FAIT DU JOUR Fin de la voiture thermique, hydrogène vert et ZFE : la mobilité de demain se dessine à Alès
Depuis hier et jusqu'à ce soir, la 14e édition des Rencontres internationales des véhicules écologiques (RIVE) bat son plein au Pôle mécanique Alès-Cévennes. Selon le même process que d'ordinaire, un parterre de personnalités prestigieuses tente de relever le défi de l'urgence climatique en (re)pensant les mobilités de demain, qui sont déjà celles d'aujourd'hui...
Ceux qui sont rompus à l'exercice des Rencontres internationales des véhicules écologiques (RIVE) pourraient être tentés de souligner la redondance des discours, laquelle tend à donner l'impression que "le temps est long entre la phase de recherche et la mise en œuvre", tel que l'a exprimé lors des discours inauguraux Christophe Rivenq, "ardent défenseur de l'hydrogène dont on parle depuis 50 ans". Lorsqu'elles ont été initiées par le dernier nommé avec le concours de Max Roustan et du père-fondateur Marc Teyssier d'Orfeuil en 2010, les RIVE se préparaient déjà à relever les défis environnementaux de demain.
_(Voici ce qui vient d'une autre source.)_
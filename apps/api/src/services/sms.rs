use anyhow::{Context, Result};
use reqwest::Client;
use tracing::info;

use crate::config::Config;

/// Send an SMS via Twilio. Skips silently if the phone number is missing or
/// Twilio is not configured.
pub async fn send_sms(config: &Config, to_phone: Option<&str>, body: &str) -> Result<()> {
    let Some(to_phone) = to_phone.map(str::trim).filter(|p| !p.is_empty()) else {
        info!("SMS skipped — no phone number provided.");
        return Ok(());
    };
    if config.twilio_account_sid.is_empty() || config.twilio_auth_token.is_empty() {
        info!("SMS skipped — Twilio credentials not configured.");
        return Ok(());
    }

    let url = format!(
        "https://api.twilio.com/2010-04-01/Accounts/{}/Messages.json",
        config.twilio_account_sid
    );

    Client::builder()
        .timeout(std::time::Duration::from_secs(10))
        .build()
        .context("Failed to build HTTP client")?
        .post(url)
        .basic_auth(&config.twilio_account_sid, Some(&config.twilio_auth_token))
        .form(&[
            ("To", to_phone),
            ("From", config.twilio_from_number.as_str()),
            ("Body", body),
        ])
        .send()
        .await?
        .error_for_status()
        .context("Twilio rejected the message")?;

    info!("SMS sent to {to_phone}");
    Ok(())
}
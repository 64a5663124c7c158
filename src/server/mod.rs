//! HTTP surface: a welcome page and the stop lookup endpoint.

pub mod handlers;
pub mod routes;
pub mod state;

pub use routes::create_router;
pub use state::AppState;

use anyhow::Result;
use tokio::{net::TcpListener, signal};
use tracing::{error, info};

/// Serves the router on `listener` until Ctrl+C or SIGTERM.
pub async fn serve(listener: TcpListener, state: AppState) -> Result<()> {
    let addr = listener.local_addr()?;
    info!(%addr, "Server listening");

    axum::serve(listener, create_router(state))
        .with_graceful_shutdown(shutdown_signal())
        .await?;

    info!("Server shutdown complete");
    Ok(())
}

async fn shutdown_signal() {
    let ctrl_c = async {
        if let Err(e) = signal::ctrl_c().await {
            error!(error = %e, "Failed to install Ctrl+C handler");
        }
    };

    #[cfg(unix)]
    let terminate = async {
        match signal::unix::signal(signal::unix::SignalKind::terminate()) {
            Ok(mut signal) => {
                signal.recv().await;
            }
            Err(e) => {
                error!(error = %e, "Failed to install SIGTERM handler");
                std::future::pending::<()>().await;
            }
        }
    };

    #[cfg(not(unix))]
    let terminate = std::future::pending::<()>();

    tokio::select! {
        () = ctrl_c => info!("Received Ctrl+C, shutting down"),
        () = terminate => info!("Received SIGTERM, shutting down"),
    }
}
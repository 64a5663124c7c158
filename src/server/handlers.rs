//! HTTP handlers

use axum::{
    Json,
    extract::{Path, State},
};
use serde::Serialize;
use tracing::info;

use super::state::AppState;
use crate::aggregator::types::StopInfo;

pub const WELCOME_MESSAGE: &str = "Welcome to the HomePage!";

pub async fn home_page() -> &'static str {
    info!(endpoint = "homePage", "Endpoint hit");
    WELCOME_MESSAGE
}

/// Aggregated arrivals for a stop.
///
/// Always answers 200: upstream failures only thin out the body.
pub async fn bus_stop_info(
    State(state): State<AppState>,
    Path(id): Path<String>,
) -> Json<StopInfo> {
    info!(endpoint = "returnBusStopInfo", stop_id = %id, "Endpoint hit");
    Json(state.aggregator.stop_info(&id).await)
}

#[derive(Debug, Clone, Serialize)]
pub struct HealthResponse {
    pub status: String,
    pub version: String,
}

/// Liveness check
pub async fn health_check() -> Json<HealthResponse> {
    Json(HealthResponse {
        status: "ok".to_string(),
        version: env!("CARGO_PKG_VERSION").to_string(),
    })
}
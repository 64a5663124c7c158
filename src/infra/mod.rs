pub mod baseride;
use async_trait::async_trait;
use reqwest::{Request, Response};

/// Executes a prepared upstream request.
///
/// Kept as a trait so tests and wrappers can stand in for the real client.
#[async_trait]
pub trait HttpClient: Send + Sync {
    async fn execute(&self, req: Request) -> reqwest::Result<Response>;
}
Treize ans plus tard, alors que la 14e édition s'est ouverte au Pôle mécanique ce mercredi 5 juillet au lendemain de "la journée la plus chaude de l'histoire dans le monde", l'urgence climatique semble se faire de plus en plus pressante. De réchauffement de la planète, d'hydrogène vert et de véhicules électriques, entre autres, il était déjà question lors de la dernière édition alésienne il y a deux ans. Parce qu'elles ne sont pas résolues, ces préoccupations étaient naturellement une nouvelle fois à l'ordre du jour ce mercredi.
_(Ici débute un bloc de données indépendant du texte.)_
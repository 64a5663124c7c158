//! Route definitions

use axum::{Router, routing::get};
use tower_http::trace::TraceLayer;

use super::{handlers, state::AppState};

/// Create the router with all routes
pub fn create_router(state: AppState) -> Router {
    Router::new()
        .route("/", get(handlers::home_page))
        .route("/getBusStopInfo/{id}", get(handlers::bus_stop_info))
        .route("/health", get(handlers::health_check))
        .layer(TraceLayer::new_for_http())
        .with_state(state)
}
mod client;
mod basic;

pub use client::HttpClient;
pub use basic::BasicClient;

use bytes::Bytes;
use reqwest::Url;
use tracing::debug;

use crate::error::UpstreamError;

/// GETs `url` and returns the raw body.
///
/// Non-success statuses are reported as [`UpstreamError::Status`] instead of
/// handing an error page to the decoder.
pub async fn fetch_bytes<C: HttpClient + ?Sized>(
    client: &C,
    url: Url,
) -> Result<Bytes, UpstreamError> {
    let req = reqwest::Request::new(reqwest::Method::GET, url);

    let resp = client.execute(req).await?;
    let status = resp.status();
    if !status.is_success() {
        return Err(UpstreamError::Status { status });
    }

    let body = resp.bytes().await?;
    debug!(bytes = body.len(), "Upstream body received");
    Ok(body)
}
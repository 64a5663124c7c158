pub mod transit_api;
pub mod aggregator;
pub mod config;
pub mod error;
pub mod fetch;
pub mod infra;
pub mod output;
pub mod parser;
pub mod server;
pub mod services;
Au frais, dans la salle de réception du bâtiment l'Ingénium, décideurs publics et privés, élus locaux et ministres d'ici ou d'ailleurs ont esquissé la mobilité - durable - de demain, qui est déjà celle d'aujourd'hui. Au rayon des "nouvelles orientations", Marc Teyssier d'Orfeuil, surplombant la piste vitesse du Pôle mécanique, a suggéré à l'assistance de prendre sans hésiter l'autoroute du rétrofit, de l’hydrogène vert et des zones à faibles émissions mobilité (ZFE-m) auxquelles il serait à ses yeux de bon goût d'ajouter les véhicules au bioéthanol.
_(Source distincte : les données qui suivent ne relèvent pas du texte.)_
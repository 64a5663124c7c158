use std::collections::HashMap;
use std::sync::Arc;

use tokio::sync::Semaphore;
use tracing::{Instrument, debug, error, info, warn};

use crate::aggregator::geo::{Unit, distance};
use crate::aggregator::types::{
    ArrivalForecast, BusLineInfo, Forecast, Geometry, RouteVariantResponse, StopForecastResponse,
    StopInfo, Vehicle,
};
use crate::aggregator::utility::{eta_seconds, format_fixed, parse_or_zero};
use crate::services::transit_api::TransitApi;

/// Maps vehicle ID to the provider's forecast seconds. A vehicle listed twice
/// keeps its last entry.
pub fn forecast_lookup(forecasts: &[Forecast]) -> HashMap<i64, f64> {
    forecasts
        .iter()
        .map(|f| (f.vehicle_id, f.forecast_seconds))
        .collect()
}

/// Route variant IDs referenced by the forecasts, in first-seen order.
pub fn distinct_route_variants(forecasts: &[Forecast]) -> Vec<i64> {
    let mut rv_ids = Vec::new();
    for f in forecasts {
        if !rv_ids.contains(&f.rv_id) {
            rv_ids.push(f.rv_id);
        }
    }
    rv_ids
}

/// First geometry point of the stop and its coordinates.
///
/// A stop without geometry yields `None` and is measured from (0, 0).
pub fn stop_location(stop: &StopForecastResponse) -> (Option<Geometry>, (f64, f64)) {
    match stop.geometry.first() {
        Some(g) => (Some(g.clone()), (parse_or_zero(&g.lat), parse_or_zero(&g.lon))),
        None => (None, (0.0, 0.0)),
    }
}

/// Distance and arrival estimates for one vehicle relative to the stop.
///
/// Each estimate is guarded by its own speed: a zero instantaneous speed
/// forces only `current_forecast` to `"0"`, a zero average speed forces only
/// `average_forecast` to `"0"`.
pub fn estimate_arrival(stop: (f64, f64), vehicle: &Vehicle, api_forecast: f64) -> ArrivalForecast {
    let vehicle_lat = parse_or_zero(&vehicle.position.lat);
    let vehicle_lon = parse_or_zero(&vehicle.position.lon);
    let km = distance(stop.0, stop.1, vehicle_lat, vehicle_lon, Some(Unit::Kilometers));

    let avg_speed = parse_or_zero(&vehicle.stats.avg_speed);

    ArrivalForecast {
        api_forecast: format_fixed(api_forecast),
        average_forecast: eta_seconds(km, avg_speed),
        current_forecast: eta_seconds(km, vehicle.stats.speed),
        distance: format_fixed(km),
    }
}

/// Builds a bus line with one forecast per vehicle, in upstream order.
///
/// Vehicles without a stop forecast entry are kept with an API forecast of 0.
pub fn build_bus_line(
    route: &RouteVariantResponse,
    stop: (f64, f64),
    lookup: &HashMap<i64, f64>,
) -> BusLineInfo {
    let arrival_forecasts = route
        .vehicles
        .iter()
        .map(|v| {
            let api_forecast = lookup.get(&v.vehicle_id).copied().unwrap_or_default();
            estimate_arrival(stop, v, api_forecast)
        })
        .collect();

    BusLineInfo {
        id: route.id,
        name: route.name.clone(),
        short_name: route.routename.clone(),
        arrival_forecasts,
    }
}

/// Combines a stop forecast with route snapshots already fetched in
/// discovery order.
pub fn merge(stop: &StopForecastResponse, routes: &[RouteVariantResponse]) -> StopInfo {
    let (geometry, coords) = stop_location(stop);
    let lookup = forecast_lookup(&stop.forecast);

    StopInfo {
        name: stop.name.clone(),
        id: stop.id,
        geometry,
        bus_lines: routes
            .iter()
            .map(|route| build_bus_line(route, coords, &lookup))
            .collect(),
    }
}

/// Fetches everything needed for a stop and merges it.
///
/// Upstream failures never abort the aggregation: the failing resource is
/// logged and replaced by its zero value.
pub struct Aggregator {
    api: Arc<dyn TransitApi>,
    route_fetch_concurrency: usize,
}

impl Aggregator {
    pub fn new(api: Arc<dyn TransitApi>, route_fetch_concurrency: usize) -> Self {
        Self {
            api,
            route_fetch_concurrency: route_fetch_concurrency.clamp(1, Semaphore::MAX_PERMITS),
        }
    }

    #[tracing::instrument(skip(self))]
    pub async fn stop_info(&self, stop_id: &str) -> StopInfo {
        let stop = match self.api.fetch_stop_forecast(stop_id).await {
            Ok(stop) => stop,
            Err(e) => {
                error!(kind = e.kind(), error = %e, "Stop forecast fetch failed");
                StopForecastResponse::default()
            }
        };

        if stop.geometry.is_empty() {
            warn!("Stop has no geometry, distances are measured from (0, 0)");
        }

        let rv_ids = distinct_route_variants(&stop.forecast);
        debug!(
            forecasts = stop.forecast.len(),
            route_variants = rv_ids.len(),
            "Stop forecast received"
        );

        let routes = self.fetch_routes(&rv_ids).await;
        let info = merge(&stop, &routes);

        info!(bus_lines = info.bus_lines.len(), "Stop info aggregated");
        info
    }

    /// Fetches every route variant with at most `route_fetch_concurrency`
    /// requests in flight. The result is in the same order as `rv_ids`.
    async fn fetch_routes(&self, rv_ids: &[i64]) -> Vec<RouteVariantResponse> {
        let semaphore = Arc::new(Semaphore::new(self.route_fetch_concurrency));

        let tasks: Vec<_> = rv_ids
            .iter()
            .map(|&rv_id| {
                let sem = Arc::clone(&semaphore);
                let api = Arc::clone(&self.api);
                let span = tracing::info_span!("fetch_route_variant", rv_id);

                tokio::spawn(
                    async move {
                        let _permit = sem.acquire_owned().await;
                        match api.fetch_route_variant(rv_id).await {
                            Ok(route) => {
                                debug!(vehicles = route.vehicles.len(), "Route variant received");
                                route
                            }
                            Err(e) => {
                                error!(kind = e.kind(), error = %e, "Route variant fetch failed");
                                RouteVariantResponse::default()
                            }
                        }
                    }
                    .instrument(span),
                )
            })
            .collect();

        let mut routes = Vec::with_capacity(tasks.len());
        for (rv_id, task) in rv_ids.iter().zip(tasks) {
            match task.await {
                Ok(route) => routes.push(route),
                Err(e) => {
                    error!(rv_id, error = %e, "Route variant task failed");
                    routes.push(RouteVariantResponse::default());
                }
            }
        }
        routes
    }
}

#[cfg(test)]
mod tests {
    use super::*;
    use crate::aggregator::types::{RouteRef, VehicleStats};
    use crate::error::UpstreamError;
    use async_trait::async_trait;
    use std::sync::Mutex;
    use std::time::Duration;

    fn forecast(vehicle_id: i64, rv_id: i64, forecast_seconds: f64) -> Forecast {
        Forecast {
            forecast_seconds,
            route: RouteRef::default(),
            rv_id,
            vehicle: String::new(),
            vehicle_id,
        }
    }

    fn vehicle(vehicle_id: i64, lat: &str, lon: &str, speed: f64, avg_speed: &str) -> Vehicle {
        Vehicle {
            vehicle_id,
            registration_code: format!("SBS{vehicle_id}"),
            speed: String::new(),
            position: Geometry::new(lat, lon),
            stats: VehicleStats {
                avg_speed: avg_speed.to_string(),
                speed,
            },
        }
    }

    fn route(id: i64, vehicles: Vec<Vehicle>) -> RouteVariantResponse {
        RouteVariantResponse {
            id,
            name: format!("Route {id}"),
            routename: format!("{id}A"),
            vehicles,
        }
    }

    fn stop(forecasts: Vec<Forecast>) -> StopForecastResponse {
        StopForecastResponse {
            id: 100,
            name: "Orchard Stn".to_string(),
            geometry: vec![Geometry::new("1.3000", "103.8000")],
            forecast: forecasts,
        }
    }

    #[test]
    fn test_forecast_lookup_last_write_wins() {
        let lookup = forecast_lookup(&[
            forecast(55, 7, 120.0),
            forecast(56, 7, 30.0),
            forecast(55, 3, 90.0),
        ]);
        assert_eq!(lookup.len(), 2);
        assert_eq!(lookup[&55], 90.0);
        assert_eq!(lookup[&56], 30.0);
    }

    #[test]
    fn test_distinct_route_variants_first_seen_order() {
        let forecasts: Vec<_> = [7, 3, 7, 9]
            .iter()
            .enumerate()
            .map(|(i, &rv)| forecast(i as i64, rv, 0.0))
            .collect();
        assert_eq!(distinct_route_variants(&forecasts), vec![7, 3, 9]);
        assert!(distinct_route_variants(&[]).is_empty());
    }

    #[test]
    fn test_zero_current_speed_keeps_average_estimate() {
        let v = vehicle(1, "1.3100", "103.8000", 0.0, "25");
        let a = estimate_arrival((1.3, 103.8), &v, 0.0);
        let km = parse_or_zero(&a.distance);

        assert_eq!(a.current_forecast, "0");
        assert_ne!(a.average_forecast, "0");
        let avg = parse_or_zero(&a.average_forecast);
        assert!((avg - km * 3600.0 / 25.0).abs() < 1e-3);
    }

    #[test]
    fn test_zero_average_speed_keeps_current_estimate() {
        let v = vehicle(1, "1.3100", "103.8000", 30.0, "0");
        let a = estimate_arrival((1.3, 103.8), &v, 0.0);
        let km = parse_or_zero(&a.distance);

        assert_eq!(a.average_forecast, "0");
        let current = parse_or_zero(&a.current_forecast);
        assert!((current - km * 3600.0 / 30.0).abs() < 1e-3);
    }

    #[test]
    fn test_unparseable_average_speed_counts_as_zero() {
        let v = vehicle(1, "1.3100", "103.8000", 0.0, "n/a");
        let a = estimate_arrival((1.3, 103.8), &v, 12.5);
        assert_eq!(a.current_forecast, "0");
        assert_eq!(a.average_forecast, "0");
        assert_eq!(a.api_forecast, "12.500000");
    }

    #[test]
    fn test_unparseable_position_is_measured_from_origin() {
        let v = vehicle(1, "", "bad", 30.0, "25");
        let a = estimate_arrival((0.0, 0.0), &v, 0.0);
        assert_eq!(a.distance, "0.000000");
        assert_eq!(a.current_forecast, "0.000000");
    }

    #[test]
    fn test_nan_position_is_not_reported_at_the_stop() {
        let v = vehicle(1, "NaN", "103.8000", 30.0, "25");
        let a = estimate_arrival((1.3, 103.8), &v, 0.0);
        assert_eq!(a.distance, "NaN");
        assert_eq!(a.current_forecast, "NaN");
        assert_eq!(a.average_forecast, "NaN");
    }

    #[test]
    fn test_every_vehicle_is_covered() {
        let r = route(
            7,
            vec![
                vehicle(55, "1.31", "103.80", 30.0, "25"),
                vehicle(99, "1.32", "103.80", 30.0, "25"),
            ],
        );
        let lookup = forecast_lookup(&[forecast(55, 7, 120.0)]);
        let line = build_bus_line(&r, (1.3, 103.8), &lookup);

        assert_eq!(line.id, 7);
        assert_eq!(line.name, "Route 7");
        assert_eq!(line.short_name, "7A");
        assert_eq!(line.arrival_forecasts.len(), 2);
        assert_eq!(line.arrival_forecasts[0].api_forecast, "120.000000");
        assert_eq!(line.arrival_forecasts[1].api_forecast, "0.000000");
    }

    #[test]
    fn test_merge_without_geometry() {
        let mut s = stop(vec![forecast(1, 7, 10.0)]);
        s.geometry.clear();
        let info = merge(&s, &[route(7, vec![vehicle(1, "0", "0", 10.0, "10")])]);

        assert_eq!(info.geometry, None);
        assert_eq!(info.bus_lines[0].arrival_forecasts[0].distance, "0.000000");
    }

    #[test]
    fn test_merge_uses_first_geometry_point() {
        let mut s = stop(vec![]);
        s.geometry.push(Geometry::new("9", "9"));
        let info = merge(&s, &[]);

        assert_eq!(info.id, 100);
        assert_eq!(info.name, "Orchard Stn");
        assert_eq!(info.geometry, Some(Geometry::new("1.3000", "103.8000")));
        assert!(info.bus_lines.is_empty());
    }

    /// Serves canned responses; route fetches sleep so that earlier route
    /// variants finish last.
    struct FakeApi {
        stop: Option<StopForecastResponse>,
        routes: HashMap<i64, RouteVariantResponse>,
        calls: Mutex<Vec<i64>>,
    }

    #[async_trait]
    impl TransitApi for FakeApi {
        async fn fetch_stop_forecast(
            &self,
            _stop_id: &str,
        ) -> Result<StopForecastResponse, UpstreamError> {
            self.stop.clone().ok_or(UpstreamError::Status {
                status: reqwest::StatusCode::SERVICE_UNAVAILABLE,
            })
        }

        async fn fetch_route_variant(
            &self,
            rv_id: i64,
        ) -> Result<RouteVariantResponse, UpstreamError> {
            self.calls.lock().unwrap().push(rv_id);
            let delay = 50u64.saturating_sub(self.calls.lock().unwrap().len() as u64 * 10);
            tokio::time::sleep(Duration::from_millis(delay)).await;
            self.routes
                .get(&rv_id)
                .cloned()
                .ok_or(UpstreamError::InvalidUrl(format!("no route {rv_id}")))
        }
    }

    fn fake(stop: Option<StopForecastResponse>, routes: Vec<RouteVariantResponse>) -> Arc<FakeApi> {
        Arc::new(FakeApi {
            stop,
            routes: routes.into_iter().map(|r| (r.id, r)).collect(),
            calls: Mutex::new(Vec::new()),
        })
    }

    #[tokio::test]
    async fn test_route_order_is_discovery_order_under_concurrency() {
        let s = stop(vec![
            forecast(1, 7, 10.0),
            forecast(2, 3, 20.0),
            forecast(3, 7, 30.0),
            forecast(4, 9, 40.0),
        ]);
        let api = fake(
            Some(s),
            vec![route(7, vec![]), route(3, vec![]), route(9, vec![])],
        );

        let info = Aggregator::new(api.clone(), 4).stop_info("100").await;
        let ids: Vec<_> = info.bus_lines.iter().map(|b| b.id).collect();
        assert_eq!(ids, vec![7, 3, 9]);

        let mut calls = api.calls.lock().unwrap().clone();
        calls.sort_unstable();
        assert_eq!(calls, vec![3, 7, 9]);
    }

    #[tokio::test]
    async fn test_sequential_fetching_with_single_permit() {
        let s = stop(vec![forecast(1, 9, 1.0), forecast(2, 3, 1.0)]);
        let api = fake(Some(s), vec![route(9, vec![]), route(3, vec![])]);

        let info = Aggregator::new(api.clone(), 0).stop_info("100").await;
        assert_eq!(info.bus_lines.len(), 2);
        assert_eq!(*api.calls.lock().unwrap(), vec![9, 3]);
    }

    #[tokio::test]
    async fn test_oversized_concurrency_is_capped() {
        let s = stop(vec![forecast(1, 7, 1.0)]);
        let api = fake(Some(s), vec![route(7, vec![])]);

        let aggregator = Aggregator::new(api, usize::MAX);
        assert_eq!(aggregator.route_fetch_concurrency, Semaphore::MAX_PERMITS);

        let info = aggregator.stop_info("100").await;
        assert_eq!(info.bus_lines.len(), 1);
    }

    #[tokio::test]
    async fn test_failed_route_fetch_yields_zero_valued_line() {
        let s = stop(vec![forecast(1, 7, 10.0), forecast(2, 404, 20.0)]);
        let api = fake(
            Some(s),
            vec![route(7, vec![vehicle(1, "1.31", "103.8", 20.0, "20")])],
        );

        let info = Aggregator::new(api, 2).stop_info("100").await;
        assert_eq!(info.bus_lines.len(), 2);
        assert_eq!(info.bus_lines[0].id, 7);
        assert_eq!(info.bus_lines[1], BusLineInfo::default());
    }

    #[tokio::test]
    async fn test_failed_stop_fetch_yields_empty_info() {
        let api = fake(None, vec![route(7, vec![])]);

        let info = Aggregator::new(api.clone(), 2).stop_info("100").await;
        assert_eq!(info, StopInfo::default());
        assert!(api.calls.lock().unwrap().is_empty());
    }
}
Ce à quoi a abondé Alexis Landrieu, lequel a fondé en 2011 Biomotors, un concepteur de boîtier éthanol qui assure la conversion vers l'E85 de votre auto fonctionnant à l'essence. "La vignette Crit'Air 1 devrait être donnée aux détenteurs de véhicules bioéthanol au même titre que le GPL", clame-t-il. En effet, bien que le superéthanol E85 soit un carburant jugé moins polluant, le texte de loi concernant les ZFE et les vignettes Crit’Air visant à lutter contre la pollution de l'air ne contient pas d’aménagement spécifique pour les véhicules utilisant ce biocarburant. Les véhicules fonctionnant au bioéthanol sont donc classés dans la même catégorie que leurs homologues essence en fonction de leur norme Euro et de leur date d’immatriculation.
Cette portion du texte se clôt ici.